What you will do: The stretch from the line with "if whitespace.len() == input.len()" through the line with "might indicate parameters" in the records below: write it out exactly, and nothing else.

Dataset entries

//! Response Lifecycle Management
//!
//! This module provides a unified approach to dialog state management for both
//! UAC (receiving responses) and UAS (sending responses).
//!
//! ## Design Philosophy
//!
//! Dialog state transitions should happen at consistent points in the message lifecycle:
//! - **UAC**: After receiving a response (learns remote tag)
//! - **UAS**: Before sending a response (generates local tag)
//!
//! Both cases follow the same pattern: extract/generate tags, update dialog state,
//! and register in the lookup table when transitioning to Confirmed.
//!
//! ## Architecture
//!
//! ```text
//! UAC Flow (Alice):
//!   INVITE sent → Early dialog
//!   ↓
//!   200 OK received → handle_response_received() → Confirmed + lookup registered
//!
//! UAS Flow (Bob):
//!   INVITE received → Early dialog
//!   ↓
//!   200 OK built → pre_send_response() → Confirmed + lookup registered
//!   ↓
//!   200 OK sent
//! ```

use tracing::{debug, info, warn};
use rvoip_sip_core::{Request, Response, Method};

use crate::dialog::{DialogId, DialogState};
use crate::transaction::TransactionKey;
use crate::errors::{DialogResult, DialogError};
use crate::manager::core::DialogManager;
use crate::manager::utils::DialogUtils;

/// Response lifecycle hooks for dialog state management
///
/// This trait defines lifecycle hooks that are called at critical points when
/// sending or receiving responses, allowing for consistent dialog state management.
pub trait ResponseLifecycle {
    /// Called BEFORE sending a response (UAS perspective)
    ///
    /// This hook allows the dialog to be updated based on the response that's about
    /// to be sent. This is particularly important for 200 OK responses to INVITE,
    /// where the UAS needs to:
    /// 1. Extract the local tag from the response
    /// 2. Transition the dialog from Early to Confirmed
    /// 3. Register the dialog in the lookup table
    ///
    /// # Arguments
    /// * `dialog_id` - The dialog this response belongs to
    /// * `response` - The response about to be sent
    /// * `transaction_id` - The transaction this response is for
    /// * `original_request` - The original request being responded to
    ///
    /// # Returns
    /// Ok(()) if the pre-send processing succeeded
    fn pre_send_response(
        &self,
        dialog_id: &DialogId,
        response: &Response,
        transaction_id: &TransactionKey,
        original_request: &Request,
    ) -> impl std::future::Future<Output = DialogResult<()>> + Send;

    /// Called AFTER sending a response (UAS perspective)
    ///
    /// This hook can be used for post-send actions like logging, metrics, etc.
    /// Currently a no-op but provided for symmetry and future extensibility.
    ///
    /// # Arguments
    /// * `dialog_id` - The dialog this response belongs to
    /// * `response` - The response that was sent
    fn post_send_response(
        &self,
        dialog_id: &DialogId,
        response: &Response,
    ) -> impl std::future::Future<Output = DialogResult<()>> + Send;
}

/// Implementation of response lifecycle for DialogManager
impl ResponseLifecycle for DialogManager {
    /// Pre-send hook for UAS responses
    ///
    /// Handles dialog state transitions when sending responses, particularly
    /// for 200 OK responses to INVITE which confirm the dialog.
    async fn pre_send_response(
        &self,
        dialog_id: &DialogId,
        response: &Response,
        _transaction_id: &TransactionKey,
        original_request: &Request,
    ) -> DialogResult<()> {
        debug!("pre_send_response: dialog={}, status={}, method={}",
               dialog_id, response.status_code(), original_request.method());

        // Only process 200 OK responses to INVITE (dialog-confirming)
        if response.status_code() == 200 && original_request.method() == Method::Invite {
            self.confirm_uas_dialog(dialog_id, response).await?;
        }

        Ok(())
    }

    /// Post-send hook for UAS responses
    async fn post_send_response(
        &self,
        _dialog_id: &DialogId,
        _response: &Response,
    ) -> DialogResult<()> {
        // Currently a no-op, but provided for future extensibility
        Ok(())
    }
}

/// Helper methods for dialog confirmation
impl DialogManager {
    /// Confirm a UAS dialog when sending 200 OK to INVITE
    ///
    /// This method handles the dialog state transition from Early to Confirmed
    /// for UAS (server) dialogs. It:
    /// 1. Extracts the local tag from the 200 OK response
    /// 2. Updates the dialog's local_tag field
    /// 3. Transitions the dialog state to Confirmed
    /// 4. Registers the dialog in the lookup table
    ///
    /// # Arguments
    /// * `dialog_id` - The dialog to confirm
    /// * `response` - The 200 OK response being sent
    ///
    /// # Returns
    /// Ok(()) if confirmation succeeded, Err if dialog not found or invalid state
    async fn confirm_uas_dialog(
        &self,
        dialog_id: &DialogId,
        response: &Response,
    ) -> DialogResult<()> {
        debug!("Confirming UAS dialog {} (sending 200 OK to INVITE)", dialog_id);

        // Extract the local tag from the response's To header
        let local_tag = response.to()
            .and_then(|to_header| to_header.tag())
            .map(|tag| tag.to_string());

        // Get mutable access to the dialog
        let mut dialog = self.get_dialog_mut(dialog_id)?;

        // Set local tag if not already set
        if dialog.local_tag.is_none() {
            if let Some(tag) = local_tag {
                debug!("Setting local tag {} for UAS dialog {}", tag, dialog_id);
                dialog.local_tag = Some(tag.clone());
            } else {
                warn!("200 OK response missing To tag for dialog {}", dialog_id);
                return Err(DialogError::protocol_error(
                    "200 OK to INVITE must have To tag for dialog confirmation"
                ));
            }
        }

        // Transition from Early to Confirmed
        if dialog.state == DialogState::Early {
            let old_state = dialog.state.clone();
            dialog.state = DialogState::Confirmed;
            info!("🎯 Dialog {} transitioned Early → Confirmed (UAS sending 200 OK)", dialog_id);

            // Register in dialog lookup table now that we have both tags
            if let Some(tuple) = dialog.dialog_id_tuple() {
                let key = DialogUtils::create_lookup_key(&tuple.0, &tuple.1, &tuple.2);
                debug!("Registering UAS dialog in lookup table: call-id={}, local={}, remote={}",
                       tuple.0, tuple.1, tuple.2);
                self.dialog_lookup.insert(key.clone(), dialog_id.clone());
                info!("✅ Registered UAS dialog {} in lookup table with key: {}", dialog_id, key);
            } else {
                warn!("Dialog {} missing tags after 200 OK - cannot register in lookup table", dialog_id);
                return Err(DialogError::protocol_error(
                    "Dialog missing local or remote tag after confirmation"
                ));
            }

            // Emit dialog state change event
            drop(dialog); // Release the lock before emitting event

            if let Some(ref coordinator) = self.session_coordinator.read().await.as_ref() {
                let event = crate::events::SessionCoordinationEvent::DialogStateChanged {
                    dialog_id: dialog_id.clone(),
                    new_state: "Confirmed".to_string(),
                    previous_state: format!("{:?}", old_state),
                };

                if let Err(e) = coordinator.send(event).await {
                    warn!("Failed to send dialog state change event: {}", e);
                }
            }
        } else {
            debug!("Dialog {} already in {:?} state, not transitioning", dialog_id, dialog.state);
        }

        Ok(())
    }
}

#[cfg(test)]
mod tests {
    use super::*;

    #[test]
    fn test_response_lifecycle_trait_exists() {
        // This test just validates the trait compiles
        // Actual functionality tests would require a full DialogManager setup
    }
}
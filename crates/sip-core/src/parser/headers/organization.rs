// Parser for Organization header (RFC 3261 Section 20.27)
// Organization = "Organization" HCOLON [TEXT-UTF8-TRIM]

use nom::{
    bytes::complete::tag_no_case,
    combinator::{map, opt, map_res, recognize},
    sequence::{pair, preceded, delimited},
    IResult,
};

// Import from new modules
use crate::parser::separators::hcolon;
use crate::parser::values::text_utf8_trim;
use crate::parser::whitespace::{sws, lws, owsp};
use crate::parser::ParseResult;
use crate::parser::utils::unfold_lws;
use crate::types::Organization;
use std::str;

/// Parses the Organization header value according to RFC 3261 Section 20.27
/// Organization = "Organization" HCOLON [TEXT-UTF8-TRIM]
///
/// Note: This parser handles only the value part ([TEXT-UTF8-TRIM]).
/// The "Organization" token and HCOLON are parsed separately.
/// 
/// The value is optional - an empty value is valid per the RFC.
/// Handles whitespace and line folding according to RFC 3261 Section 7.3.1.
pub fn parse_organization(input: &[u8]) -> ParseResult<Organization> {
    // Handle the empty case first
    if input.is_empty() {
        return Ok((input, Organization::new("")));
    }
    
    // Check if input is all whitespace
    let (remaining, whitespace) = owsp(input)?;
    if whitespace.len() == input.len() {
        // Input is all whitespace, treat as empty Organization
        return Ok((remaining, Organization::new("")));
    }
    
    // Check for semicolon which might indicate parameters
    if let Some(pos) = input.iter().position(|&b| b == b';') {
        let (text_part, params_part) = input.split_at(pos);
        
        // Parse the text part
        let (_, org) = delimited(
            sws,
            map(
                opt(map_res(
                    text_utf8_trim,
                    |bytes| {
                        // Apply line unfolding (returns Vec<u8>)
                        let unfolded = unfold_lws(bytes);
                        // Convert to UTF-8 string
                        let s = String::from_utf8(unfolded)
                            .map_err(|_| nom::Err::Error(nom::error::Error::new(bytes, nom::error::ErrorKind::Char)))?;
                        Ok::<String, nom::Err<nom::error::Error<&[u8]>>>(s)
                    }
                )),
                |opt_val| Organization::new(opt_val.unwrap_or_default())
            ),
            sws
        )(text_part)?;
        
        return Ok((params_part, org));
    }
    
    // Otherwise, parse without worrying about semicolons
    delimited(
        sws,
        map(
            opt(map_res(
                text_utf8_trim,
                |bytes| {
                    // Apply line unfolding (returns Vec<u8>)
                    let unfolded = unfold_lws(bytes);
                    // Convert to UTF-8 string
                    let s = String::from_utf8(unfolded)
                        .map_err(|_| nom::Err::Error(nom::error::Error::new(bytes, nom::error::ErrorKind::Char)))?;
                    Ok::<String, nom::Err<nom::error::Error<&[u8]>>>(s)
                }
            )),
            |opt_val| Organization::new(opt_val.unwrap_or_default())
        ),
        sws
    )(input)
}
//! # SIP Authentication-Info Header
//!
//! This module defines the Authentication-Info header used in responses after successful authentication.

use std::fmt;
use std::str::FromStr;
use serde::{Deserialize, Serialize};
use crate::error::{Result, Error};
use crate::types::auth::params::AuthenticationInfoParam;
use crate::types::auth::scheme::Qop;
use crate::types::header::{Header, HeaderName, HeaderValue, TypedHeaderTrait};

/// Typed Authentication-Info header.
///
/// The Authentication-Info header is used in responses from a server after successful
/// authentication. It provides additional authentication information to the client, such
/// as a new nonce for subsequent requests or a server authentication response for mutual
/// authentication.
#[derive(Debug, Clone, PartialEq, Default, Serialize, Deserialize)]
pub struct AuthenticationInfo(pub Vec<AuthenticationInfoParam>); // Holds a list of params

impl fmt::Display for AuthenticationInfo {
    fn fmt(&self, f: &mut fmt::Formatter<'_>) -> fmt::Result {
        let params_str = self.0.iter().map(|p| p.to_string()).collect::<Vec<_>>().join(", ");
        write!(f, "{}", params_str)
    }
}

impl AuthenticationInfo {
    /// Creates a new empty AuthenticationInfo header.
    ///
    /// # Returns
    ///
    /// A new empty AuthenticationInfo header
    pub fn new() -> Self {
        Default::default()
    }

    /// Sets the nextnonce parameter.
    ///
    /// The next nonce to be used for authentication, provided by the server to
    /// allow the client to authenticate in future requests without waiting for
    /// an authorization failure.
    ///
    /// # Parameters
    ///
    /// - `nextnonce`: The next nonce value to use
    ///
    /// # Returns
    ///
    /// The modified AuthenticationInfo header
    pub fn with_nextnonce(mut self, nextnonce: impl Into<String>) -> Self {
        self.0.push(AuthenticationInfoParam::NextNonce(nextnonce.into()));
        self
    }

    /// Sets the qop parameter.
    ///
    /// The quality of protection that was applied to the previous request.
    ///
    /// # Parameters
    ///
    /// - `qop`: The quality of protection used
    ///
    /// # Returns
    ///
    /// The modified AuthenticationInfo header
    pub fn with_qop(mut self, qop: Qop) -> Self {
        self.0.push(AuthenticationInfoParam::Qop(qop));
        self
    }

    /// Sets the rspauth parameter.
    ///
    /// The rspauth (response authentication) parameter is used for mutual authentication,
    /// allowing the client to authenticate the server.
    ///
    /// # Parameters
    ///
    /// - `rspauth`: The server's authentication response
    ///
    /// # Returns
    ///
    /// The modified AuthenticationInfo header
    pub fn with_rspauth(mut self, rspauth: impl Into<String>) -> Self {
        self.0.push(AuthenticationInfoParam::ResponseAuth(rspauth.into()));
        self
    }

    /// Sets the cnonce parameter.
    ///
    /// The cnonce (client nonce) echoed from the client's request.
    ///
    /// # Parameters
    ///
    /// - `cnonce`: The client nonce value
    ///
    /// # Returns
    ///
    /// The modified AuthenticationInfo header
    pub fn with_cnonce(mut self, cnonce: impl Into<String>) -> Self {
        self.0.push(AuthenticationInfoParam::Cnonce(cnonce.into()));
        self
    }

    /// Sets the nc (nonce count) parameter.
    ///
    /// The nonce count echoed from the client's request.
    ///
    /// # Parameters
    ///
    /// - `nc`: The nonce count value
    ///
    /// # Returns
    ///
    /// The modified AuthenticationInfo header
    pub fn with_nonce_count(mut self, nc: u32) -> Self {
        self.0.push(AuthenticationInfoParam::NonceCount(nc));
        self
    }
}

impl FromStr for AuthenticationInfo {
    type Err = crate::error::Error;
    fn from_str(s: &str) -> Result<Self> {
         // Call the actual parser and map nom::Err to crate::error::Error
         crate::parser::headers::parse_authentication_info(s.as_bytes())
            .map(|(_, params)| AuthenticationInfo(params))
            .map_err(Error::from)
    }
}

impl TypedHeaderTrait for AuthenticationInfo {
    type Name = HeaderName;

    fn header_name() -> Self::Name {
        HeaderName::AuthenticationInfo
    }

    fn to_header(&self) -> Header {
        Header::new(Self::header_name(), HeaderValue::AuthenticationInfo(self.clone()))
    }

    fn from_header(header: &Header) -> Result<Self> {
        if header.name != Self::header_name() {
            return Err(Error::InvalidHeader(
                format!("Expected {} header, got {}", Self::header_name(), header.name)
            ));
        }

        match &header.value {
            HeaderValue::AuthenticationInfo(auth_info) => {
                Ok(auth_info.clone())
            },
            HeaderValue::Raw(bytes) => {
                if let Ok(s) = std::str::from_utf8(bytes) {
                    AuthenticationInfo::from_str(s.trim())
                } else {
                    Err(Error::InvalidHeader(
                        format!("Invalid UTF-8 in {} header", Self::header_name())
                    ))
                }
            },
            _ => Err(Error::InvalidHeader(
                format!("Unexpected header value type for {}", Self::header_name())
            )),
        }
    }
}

Answer below:
    if whitespace.len() == input.len() {
        // Input is all whitespace, treat as empty Organization
        return Ok((remaining, Organization::new("")));
    }
    
    // Check for semicolon which might indicate parameters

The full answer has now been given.